By RAY WADDLE

Forty years ago was high summer for music that conquered the world. Church life has been playing catch-up ever since.

In June 1967, the Beatles released the album Sgt. Peppers Lonely Hearts Club Band. Then their song "All You Need Is Love" was broadcast globally on TV. That summer defined the peak-moment claim the Beatles had on the emotions of millions.

Beatlemania had always meant high spirits. But by 1967, their music was more ambitious, more expressive of hopes for the world. Sgt. Pepper offered theater, mystery, even Eastern spirituality — an alternative soundtrack to life.

Because of the Beatles, pop culture got more enthralling, taking up more space in our heads.

It soon rivaled traditional habits, including churchgoing. It posed new ways for new generations to channel their energies and loyalties. Pop music, re-imagined by the Fab Four, was filling spaces where the King James Version used to go.
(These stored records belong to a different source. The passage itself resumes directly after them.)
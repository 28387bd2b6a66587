//! Database Models

use std::collections::BTreeSet;

use sqlx::FromRow;
use tracing::debug;
use uuid::Uuid;
use warden_common::{Permission, Role};

use crate::permissions::Caller;

/// The columns of a user row a decision needs.
#[derive(Debug, Clone, FromRow)]
pub struct User {
    pub id: Uuid,
    pub email: String,
    pub role: String,
    pub permissions: Option<serde_json::Value>,
}

impl From<User> for Caller {
    fn from(user: User) -> Self {
        let explicit_permissions = decode_explicit_permissions(user.id, user.permissions);
        Self {
            id: user.id,
            email: user.email,
            role: Role::parse(&user.role),
            explicit_permissions,
        }
    }
}

/// Decode the `permissions` column.
///
/// Anything other than an array of strings means "no explicit grants".
/// Strings outside the catalog are dropped.
pub fn decode_explicit_permissions(
    user_id: Uuid,
    value: Option<serde_json::Value>,
) -> Option<BTreeSet<Permission>> {
    let serde_json::Value::Array(entries) = value? else {
        debug!(user_id = %user_id, "Ignoring non-array explicit permissions");
        return None;
    };

    let mut granted = BTreeSet::new();
    for entry in entries {
        let serde_json::Value::String(name) = entry else {
            debug!(user_id = %user_id, "Ignoring malformed explicit permissions");
            return None;
        };
        match name.parse::<Permission>() {
            Ok(permission) => {
                granted.insert(permission);
            }
            Err(e) => debug!(user_id = %user_id, error = %e, "Skipping explicit permission"),
        }
    }

    Some(granted)
}
//! Warden Server
//!
//! Decides whether an authenticated caller may perform a guarded operation,
//! using a fixed permission catalog, role grants, per-user grants and an
//! ownership shortcut for self-scoped resources.

pub mod api;
pub mod auth;
pub mod config;
pub mod db;
pub mod permissions;
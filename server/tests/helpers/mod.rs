//! Reusable test helpers for HTTP integration tests.
//!
//! Provides `TestApp` for sending requests through the full axum router with
//! an in-memory caller store, plus utilities for callers and access tokens.
#![allow(dead_code)]

use std::sync::Arc;

use axum::body::Body;
use axum::http::{self, header, Method, Request, Response};
use axum::Router;
use http_body_util::BodyExt;
use tower::ServiceExt;
use uuid::Uuid;
use warden_server::api::{create_router, AppState};
use warden_server::auth::jwt;
use warden_server::config::Config;
use warden_server::db::MemoryCallerStore;
use warden_server::permissions::{Caller, Permission, Role, RoleTableHandle};

/// Router plus the state behind it.
pub struct TestApp {
    pub router: Router,
    pub state: AppState,
    pub store: MemoryCallerStore,
}

impl TestApp {
    /// App with the built-in role table and test configuration.
    pub fn new() -> Self {
        Self::with_config(Config::default_for_test())
    }

    pub fn with_config(config: Config) -> Self {
        let store = MemoryCallerStore::new();
        let state = AppState::new(Arc::new(store.clone()), RoleTableHandle::default(), config);
        Self {
            router: create_router(state.clone()),
            state,
            store,
        }
    }

    /// Register a caller with `role` and return it.
    pub fn add_caller(&self, role: Role) -> Caller {
        self.add_caller_with(role, None)
    }

    /// Register a caller carrying explicit grants.
    pub fn add_caller_with(&self, role: Role, explicit: Option<&[Permission]>) -> Caller {
        let id = Uuid::now_v7();
        let caller = Caller {
            id,
            email: format!("{}-{}@example.com", role, &id.to_string()[..8]),
            role,
            explicit_permissions: explicit.map(|perms| perms.iter().copied().collect()),
        };
        self.store.insert(caller.clone());
        caller
    }

    /// Build a request builder.
    pub fn request(method: Method, uri: &str) -> http::request::Builder {
        Request::builder().method(method).uri(uri)
    }

    /// Build a request carrying a bearer token for `user_id`.
    pub fn authed(method: Method, uri: &str, user_id: Uuid) -> Request<Body> {
        Self::request(method, uri)
            .header(header::AUTHORIZATION, format!("Bearer {}", token_for(user_id)))
            .body(Body::empty())
            .unwrap()
    }

    /// Build a request with no credentials.
    pub fn anonymous(method: Method, uri: &str) -> Request<Body> {
        Self::request(method, uri).body(Body::empty()).unwrap()
    }

    /// Send a request through the router via `tower::ServiceExt::oneshot`.
    pub async fn oneshot(&self, request: Request<Body>) -> Response<Body> {
        self.router
            .clone()
            .oneshot(request)
            .await
            .expect("oneshot request failed")
    }
}

/// Mint a valid access token for `user_id` with the test key pair.
pub fn token_for(user_id: Uuid) -> String {
    jwt::generate_access_token(user_id, jwt::TEST_PRIVATE_KEY, 900)
        .expect("Failed to generate test token")
}

/// Collect a response body and parse it as JSON.
pub async fn body_to_json(response: Response<Body>) -> serde_json::Value {
    let bytes = response
        .into_body()
        .collect()
        .await
        .expect("Failed to collect response body")
        .to_bytes();
    serde_json::from_slice(&bytes).unwrap_or_else(|e| {
        let preview = String::from_utf8_lossy(&bytes);
        panic!("Failed to parse response as JSON: {e}\nBody: {preview}")
    })
}
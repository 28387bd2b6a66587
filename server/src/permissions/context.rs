//! Grant context attached to allowed requests.

use serde::Serialize;
use uuid::Uuid;
use warden_common::Role;

use super::caller::RequirementSet;
use super::error::GuardError;
use super::evaluator::Basis;

/// What the guard established about an allowed request.
///
/// Inserted into request extensions; handlers take it as an extractor.
#[derive(Debug, Clone, PartialEq, Eq, Serialize)]
pub struct GrantContext {
    pub user_id: Uuid,
    pub email: String,
    pub role: Role,
    /// The requirement set the guard was configured with.
    pub permissions: RequirementSet,
    pub resource: Option<String>,
    pub basis: Basis,
}

impl<S> axum::extract::FromRequestParts<S> for GrantContext
where
    S: Send + Sync,
{
    type Rejection = GuardError;

    async fn from_request_parts(
        parts: &mut axum::http::request::Parts,
        _state: &S,
    ) -> Result<Self, Self::Rejection> {
        // Reaching a handler without a guard in front is a routing mistake
        parts
            .extensions
            .get::<Self>()
            .cloned()
            .ok_or_else(|| GuardError::internal("route is not guarded", false))
    }
}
Generation gaps are nothing new, but something new was happening in 1967. I was 11, a little collector of all things Mop Top (the records, the wig). We still went weekly to Sunday School, a national ritual that had changed little since the 1920s. But the Beatles hits we were hearing on the radio all week were causing a misalignment, a clash between old-style church culture (quiet, predictable, scripture-based) and pop sounds (loud, provocative, growing in confidence).
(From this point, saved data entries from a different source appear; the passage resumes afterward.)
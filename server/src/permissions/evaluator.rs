//! Permission evaluation.
//!
//! Resolution order, first match wins:
//! 1. Admin roles are allowed unconditionally
//! 2. Owner of a self-scoped resource (only when the guard allows owners)
//! 3. Grants assigned to the caller directly
//! 4. Grants of the caller's role
//!
//! Anything else is denied. Evaluation is pure and never fails.

use serde::Serialize;
use warden_common::RolePermissionTable;

use super::caller::{Caller, RequirementSet};
use super::options::DecisionOptions;
use super::ownership::is_owner;

/// Which rule let the caller through.
#[derive(Debug, Clone, Copy, PartialEq, Eq, Serialize)]
#[serde(rename_all = "snake_case")]
pub enum Basis {
    AdminRole,
    Ownership,
    ExplicitGrant,
    RoleGrant,
}

/// Outcome of an evaluation.
#[derive(Debug, Clone, Copy, PartialEq, Eq)]
pub enum Verdict {
    Allow(Basis),
    Deny,
}

impl Verdict {
    #[must_use]
    pub const fn is_allowed(&self) -> bool {
        matches!(self, Self::Allow(_))
    }
}

/// Decide whether `caller` satisfies `required`.
///
/// `target` is the resource token from the request (the id in the route),
/// only looked at when `options` enable the owner bypass.
#[must_use]
pub fn evaluate(
    table: &RolePermissionTable,
    caller: &Caller,
    required: &RequirementSet,
    options: &DecisionOptions,
    target: Option<&str>,
) -> Verdict {
    if caller.role.is_admin() {
        return Verdict::Allow(Basis::AdminRole);
    }

    if options.owner_bypass_enabled() && is_owner(caller, target) {
        return Verdict::Allow(Basis::Ownership);
    }

    if caller
        .explicit_permissions
        .as_ref()
        .is_some_and(|granted| required.is_subset_of(granted))
    {
        return Verdict::Allow(Basis::ExplicitGrant);
    }

    if table.grant_for(caller.role).covers(required) {
        return Verdict::Allow(Basis::RoleGrant);
    }

    Verdict::Deny
}
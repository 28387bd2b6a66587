//! Database Layer
//!
//! `PostgreSQL` connection and the caller store the guards read from.

mod models;
mod queries;
mod store;

use std::time::Duration;

use anyhow::Result;
pub use models::*;
pub use queries::*;
use sqlx::postgres::PgPoolOptions;
use sqlx::PgPool;
pub use store::{CallerStore, MemoryCallerStore, PgCallerStore, StoreError};
use tracing::info;

/// Create `PostgreSQL` connection pool with health configuration.
pub async fn create_pool(database_url: &str) -> Result<PgPool> {
    let pool = PgPoolOptions::new()
        .min_connections(2)
        .max_connections(20)
        // Prevent hanging requests on pool exhaustion
        .acquire_timeout(Duration::from_secs(5))
        .idle_timeout(Duration::from_secs(600))
        .test_before_acquire(true)
        .connect(database_url)
        .await?;

    info!("Connected to PostgreSQL");
    Ok(pool)
}

/// Run database migrations.
pub async fn run_migrations(pool: &PgPool) -> Result<()> {
    sqlx::migrate!("./migrations").run(pool).await?;
    info!("Database migrations completed");
    Ok(())
}
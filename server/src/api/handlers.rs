//! Guarded resource handlers.
//!
//! Each handler echoes the grant its guard produced, so clients can see which
//! rule admitted them.

use axum::{
    extract::{Path, State},
    http::StatusCode,
    response::IntoResponse,
    Json,
};
use serde::Serialize;
use serde_json::json;
use warden_common::{Action, Domain, Permission};

use super::AppState;
use crate::permissions::GrantContext;

/// Catalog entry returned by `GET /api/permissions`.
#[derive(Debug, Clone, Serialize)]
pub struct PermissionInfo {
    pub id: Permission,
    pub action: Action,
    pub domain: Domain,
}

impl From<Permission> for PermissionInfo {
    fn from(id: Permission) -> Self {
        Self {
            id,
            action: id.action(),
            domain: id.domain(),
        }
    }
}

pub async fn health() -> impl IntoResponse {
    Json(json!({ "status": "ok" }))
}

/// GET /api/permissions
pub async fn list_permissions() -> Json<Vec<PermissionInfo>> {
    Json(Permission::all().iter().copied().map(PermissionInfo::from).collect())
}

/// GET /api/users/{id}
pub async fn get_user(Path(id): Path<String>, grant: GrantContext) -> impl IntoResponse {
    Json(json!({ "user_id": id, "grant": grant }))
}

/// PATCH /api/users/{id}
pub async fn update_user(Path(id): Path<String>, grant: GrantContext) -> impl IntoResponse {
    Json(json!({ "user_id": id, "updated": true, "grant": grant }))
}

/// POST /api/products
pub async fn create_product(grant: GrantContext) -> impl IntoResponse {
    (
        StatusCode::CREATED,
        Json(json!({ "created": true, "grant": grant })),
    )
}

/// GET /api/orders
pub async fn list_orders(grant: GrantContext) -> impl IntoResponse {
    Json(json!({ "orders": [], "grant": grant }))
}

/// PUT /api/orders/{id}
pub async fn update_order(Path(id): Path<String>, grant: GrantContext) -> impl IntoResponse {
    Json(json!({ "order_id": id, "updated": true, "grant": grant }))
}

/// GET /api/admin/roles
///
/// Returns the role table currently in force.
pub async fn list_roles(State(state): State<AppState>, grant: GrantContext) -> impl IntoResponse {
    let table = state.roles.snapshot();
    Json(json!({ "roles": &*table, "grant": grant }))
}
//! Role to permission mapping.

use std::collections::{BTreeMap, BTreeSet, HashMap};

use serde::{Serialize, Serializer};

use crate::error::TableError;
use crate::permission::Permission;
use crate::role::Role;

/// Wildcard entry accepted by [`RolePermissionTable::from_json`].
pub const WILDCARD: &str = "*";

static NO_GRANT: RoleGrant = RoleGrant::Explicit(BTreeSet::new());

/// What a role is granted.
#[derive(Debug, Clone, PartialEq, Eq)]
pub enum RoleGrant {
    /// Every permission, including ones added to the catalog later.
    All,
    Explicit(BTreeSet<Permission>),
}

impl RoleGrant {
    #[must_use]
    pub fn grants(&self, permission: Permission) -> bool {
        match self {
            Self::All => true,
            Self::Explicit(set) => set.contains(&permission),
        }
    }

    /// True when every permission in `required` is granted.
    pub fn covers<'a, I>(&self, required: I) -> bool
    where
        I: IntoIterator<Item = &'a Permission>,
    {
        match self {
            Self::All => true,
            Self::Explicit(set) => required.into_iter().all(|p| set.contains(p)),
        }
    }
}

impl Serialize for RoleGrant {
    fn serialize<S: Serializer>(&self, serializer: S) -> Result<S::Ok, S::Error> {
        match self {
            Self::All => [WILDCARD].serialize(serializer),
            Self::Explicit(set) => set.serialize(serializer),
        }
    }
}

/// Immutable mapping from role to granted permissions.
///
/// Lookups for a role with no entry yield an empty grant.
#[derive(Debug, Clone, PartialEq, Eq, Serialize)]
#[serde(transparent)]
pub struct RolePermissionTable {
    grants: HashMap<Role, RoleGrant>,
}

impl RolePermissionTable {
    #[must_use]
    pub fn new(grants: HashMap<Role, RoleGrant>) -> Self {
        Self { grants }
    }

    /// The grant for `role`; an empty grant when the role has no entry.
    #[must_use]
    pub fn grant_for(&self, role: Role) -> &RoleGrant {
        self.grants.get(&role).unwrap_or(&NO_GRANT)
    }

    /// Load a table from a JSON object of role name to identifier array.
    ///
    /// An array containing `"*"` grants everything. Known roles missing from
    /// the document are granted nothing.
    ///
    /// ```
    /// use warden_common::{Permission, Role, RolePermissionTable};
    ///
    /// let table = RolePermissionTable::from_json(
    ///     r#"{ "user": ["read:own"], "admin": ["*"] }"#,
    /// ).unwrap();
    /// assert!(table.grant_for(Role::User).grants(Permission::ReadOwn));
    /// assert!(table.grant_for(Role::Admin).grants(Permission::AssignRoles));
    /// ```
    pub fn from_json(document: &str) -> Result<Self, TableError> {
        let raw: BTreeMap<String, Vec<String>> = serde_json::from_str(document)?;

        let mut grants: HashMap<Role, RoleGrant> = Role::known()
            .iter()
            .map(|role| (*role, RoleGrant::Explicit(BTreeSet::new())))
            .collect();

        for (name, entries) in raw {
            let role = Role::parse(&name);
            if role == Role::Unknown {
                return Err(TableError::UnknownRole(name));
            }

            let grant = if entries.iter().any(|e| e == WILDCARD) {
                RoleGrant::All
            } else {
                let set = entries
                    .iter()
                    .map(|e| e.parse::<Permission>())
                    .collect::<Result<BTreeSet<_>, _>>()
                    .map_err(|source| TableError::UnknownPermission {
                        role: name.clone(),
                        source,
                    })?;
                RoleGrant::Explicit(set)
            };
            grants.insert(role, grant);
        }

        Ok(Self { grants })
    }
}

impl Default for RolePermissionTable {
    fn default() -> Self {
        use Permission::{
            CreateProducts, DeleteProducts, ReadAll, ReadOrders, ReadOwn, ReadProducts,
            UpdateOrders, UpdateOwn, UpdateProducts,
        };

        let user = [ReadOwn, UpdateOwn];
        let moderator = [ReadOwn, UpdateOwn, ReadProducts, CreateProducts, ReadOrders];
        let manager = [
            ReadOwn,
            UpdateOwn,
            ReadProducts,
            CreateProducts,
            UpdateProducts,
            DeleteProducts,
            ReadOrders,
            UpdateOrders,
            ReadAll,
        ];

        let grants = HashMap::from([
            (Role::User, RoleGrant::Explicit(user.into_iter().collect())),
            (Role::Moderator, RoleGrant::Explicit(moderator.into_iter().collect())),
            (Role::Manager, RoleGrant::Explicit(manager.into_iter().collect())),
            (Role::Admin, RoleGrant::All),
            (Role::Superadmin, RoleGrant::All),
        ]);

        Self { grants }
    }
}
Congregations tried to adjust. Suddenly we heard sermons about "A Day in the Life" and "Hey Jude." Youth ministers (their hair anyway) got a bit hipper, for a while.

Nevertheless, lots of churches lost membership around this time. It is as if a secular Pentecost had descended, with people choosing the transcendence of rock n roll, R & B, and the Twist.
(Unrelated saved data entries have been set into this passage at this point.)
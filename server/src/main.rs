//! Warden Server - Main Entry Point
//!
//! Permission gate in front of role based HTTP APIs.

use std::sync::Arc;

use anyhow::Result;
use tracing::{info, warn};

use warden_server::api;
use warden_server::config::Config;
use warden_server::db::{self, CallerStore, MemoryCallerStore, PgCallerStore};
use warden_server::permissions::{load_role_table, RoleTableHandle};

#[tokio::main]
async fn main() -> Result<()> {
    // Initialize tracing
    tracing_subscriber::fmt()
        .with_env_filter(
            tracing_subscriber::EnvFilter::try_from_default_env()
                .unwrap_or_else(|_| "warden_server=debug,tower_http=debug".into()),
        )
        .json()
        .init();

    // Load configuration
    dotenvy::dotenv().ok();
    let config = Config::from_env()?;

    info!(
        version = env!("CARGO_PKG_VERSION"),
        environment = ?config.environment,
        "Starting Warden Server"
    );

    // Caller store: PostgreSQL when configured, otherwise in-process
    let callers: Arc<dyn CallerStore> = match &config.database_url {
        Some(url) => {
            let pool = db::create_pool(url).await?;
            db::run_migrations(&pool).await?;
            Arc::new(PgCallerStore::new(pool))
        }
        None => {
            warn!("DATABASE_URL not set, using empty in-memory caller store");
            Arc::new(MemoryCallerStore::new())
        }
    };

    // A bad operator table is fatal here, never at decision time
    let roles = match &config.role_table_path {
        Some(path) => RoleTableHandle::new(load_role_table(path)?),
        None => {
            info!("ROLE_TABLE_PATH not set, using built-in role table");
            RoleTableHandle::default()
        }
    };

    let state = api::AppState::new(callers, roles, config.clone());

    #[cfg(unix)]
    spawn_role_table_reloader(state.clone());

    let app = api::create_router(state);

    // Start server
    let listener = tokio::net::TcpListener::bind(&config.bind_address).await?;
    info!(address = %config.bind_address, "Server listening");

    let shutdown_signal = async {
        if let Err(e) = tokio::signal::ctrl_c().await {
            warn!(error = %e, "Failed to listen for shutdown signal");
            std::future::pending::<()>().await;
        }
        info!("Received shutdown signal, cleaning up...");
    };

    axum::serve(listener, app.into_make_service())
        .with_graceful_shutdown(shutdown_signal)
        .await?;

    info!("Server shutdown complete");

    Ok(())
}

/// Reload `ROLE_TABLE_PATH` on SIGHUP.
///
/// A table that fails to load leaves the current one in force.
#[cfg(unix)]
fn spawn_role_table_reloader(state: api::AppState) {
    use tokio::signal::unix::{signal, SignalKind};

    let Some(path) = state.config.role_table_path.clone() else {
        return;
    };

    tokio::spawn(async move {
        let mut hangups = match signal(SignalKind::hangup()) {
            Ok(stream) => stream,
            Err(e) => {
                warn!(error = %e, "SIGHUP handler unavailable, role table reload disabled");
                return;
            }
        };

        while hangups.recv().await.is_some() {
            match load_role_table(&path) {
                Ok(table) => {
                    state.roles.replace(table);
                    info!(path = %path.display(), "Role table reloaded");
                }
                Err(e) => {
                    tracing::error!(
                        error = %format!("{e:#}"),
                        "Role table reload failed, keeping current table"
                    );
                }
            }
        }
    });
}
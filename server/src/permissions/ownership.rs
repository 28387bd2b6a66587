//! Ownership resolution.

use uuid::Uuid;

use super::caller::Caller;

/// True iff `target` names the caller.
///
/// Both sides are compared as UUIDs, so `"6F9619FF-8B86-D011-B42D-00C04FC964FF"`
/// and its lowercase, braced or unhyphenated spellings all match the same id.
/// A missing or unparsable target is never the caller.
#[must_use]
pub fn is_owner(caller: &Caller, target: Option<&str>) -> bool {
    target
        .and_then(|t| Uuid::try_parse(t).ok())
        .is_some_and(|t| t == caller.id)
}

#[cfg(test)]
mod tests {
    use super::*;
    use warden_common::Role;

    fn caller(id: Uuid) -> Caller {
        Caller {
            id,
            email: "owner@example.com".into(),
            role: Role::User,
            explicit_permissions: None,
        }
    }

    #[test]
    fn test_matching_target() {
        let id = Uuid::new_v4();
        assert!(is_owner(&caller(id), Some(&id.to_string())));
    }

    #[test]
    fn test_textual_forms_normalize() {
        let id = Uuid::new_v4();
        let caller = caller(id);
        assert!(is_owner(&caller, Some(&id.to_string().to_uppercase())));
        assert!(is_owner(&caller, Some(&id.simple().to_string())));
        assert!(is_owner(&caller, Some(&id.braced().to_string())));
    }

    #[test]
    fn test_other_target() {
        let caller = caller(Uuid::new_v4());
        assert!(!is_owner(&caller, Some(&Uuid::new_v4().to_string())));
    }

    #[test]
    fn test_missing_or_garbage_target() {
        let caller = caller(Uuid::new_v4());
        assert!(!is_owner(&caller, None));
        assert!(!is_owner(&caller, Some("")));
        assert!(!is_owner(&caller, Some("me")));
    }
}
Church negotiations with pop culture continue 40 years later.

Praise bands, splashy worship video and relevant sermons reign. Churches worry they are losing teenagers, losing men, losing the neighborhood. Ministers complain of a recent study that says people spend more family time on sports and music lessons than church.

Why were we so vulnerable to Beatlemania?

The 60s unleashed war, prosperity, human rights, cheap oil, faster technology, assassination, shopping malls, miniskirts — a new secular immersion. The Beatles embodied the giddiness.

Today the immersion is multiplied — text-message dexterity, hip-hop posturing, 10 billion Web sites, daily celebrity meltdowns.

The religious question is: Can houses of worship find a way to embrace contemporary human exuberance and still keep their ancient identity; can they promote humane values that push back against the relentless, infatuating buzz?

Surprising us all, the Beatles proved mortal. Their next record, Magical Mystery Tour, was a misstep. The White Album revealed adult weariness. After the majestic Abbey Road, they broke up.

The neighborhood church remains in business.